** Records shown follows **

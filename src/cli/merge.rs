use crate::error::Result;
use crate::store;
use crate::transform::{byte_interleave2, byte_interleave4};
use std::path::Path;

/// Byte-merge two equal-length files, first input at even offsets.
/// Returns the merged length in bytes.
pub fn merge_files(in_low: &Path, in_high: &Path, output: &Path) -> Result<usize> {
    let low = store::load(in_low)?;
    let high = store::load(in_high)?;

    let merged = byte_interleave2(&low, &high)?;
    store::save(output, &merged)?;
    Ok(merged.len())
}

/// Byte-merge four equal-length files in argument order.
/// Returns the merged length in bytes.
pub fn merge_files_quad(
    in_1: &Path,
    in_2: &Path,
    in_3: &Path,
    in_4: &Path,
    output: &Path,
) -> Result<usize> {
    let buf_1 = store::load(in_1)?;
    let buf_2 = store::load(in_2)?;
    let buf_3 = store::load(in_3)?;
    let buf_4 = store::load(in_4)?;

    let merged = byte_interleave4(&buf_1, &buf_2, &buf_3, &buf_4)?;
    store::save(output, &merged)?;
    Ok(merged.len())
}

** End of Records shown **
** Records shown follows **

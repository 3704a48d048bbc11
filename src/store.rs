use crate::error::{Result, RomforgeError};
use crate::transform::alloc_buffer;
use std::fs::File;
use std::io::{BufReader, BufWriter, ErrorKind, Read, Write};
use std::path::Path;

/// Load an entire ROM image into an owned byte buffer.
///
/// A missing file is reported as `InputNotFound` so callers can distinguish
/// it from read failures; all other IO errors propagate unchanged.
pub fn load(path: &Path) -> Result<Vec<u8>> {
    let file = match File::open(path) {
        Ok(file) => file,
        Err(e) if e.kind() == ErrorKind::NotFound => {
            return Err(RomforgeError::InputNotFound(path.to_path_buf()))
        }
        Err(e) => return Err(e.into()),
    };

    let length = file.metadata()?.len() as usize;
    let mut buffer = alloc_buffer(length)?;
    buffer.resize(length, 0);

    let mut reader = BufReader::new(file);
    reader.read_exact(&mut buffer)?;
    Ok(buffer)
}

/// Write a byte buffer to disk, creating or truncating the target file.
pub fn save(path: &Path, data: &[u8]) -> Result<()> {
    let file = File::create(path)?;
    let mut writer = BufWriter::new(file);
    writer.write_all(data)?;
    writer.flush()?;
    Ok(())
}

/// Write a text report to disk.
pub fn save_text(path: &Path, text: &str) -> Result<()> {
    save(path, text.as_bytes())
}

** End of Records shown **

## Your task
The lines above that hold the string "Result" are to be located and copied.

## Answer area
use crate::error::Result;
pub fn merge_files(in_low: &Path, in_high: &Path, output: &Path) -> Result<usize> {
) -> Result<usize> {
use crate::error::{Result, RomforgeError};
pub fn load(path: &Path) -> Result<Vec<u8>> {
pub fn save(path: &Path, data: &[u8]) -> Result<()> {
pub fn save_text(path: &Path, text: &str) -> Result<()> {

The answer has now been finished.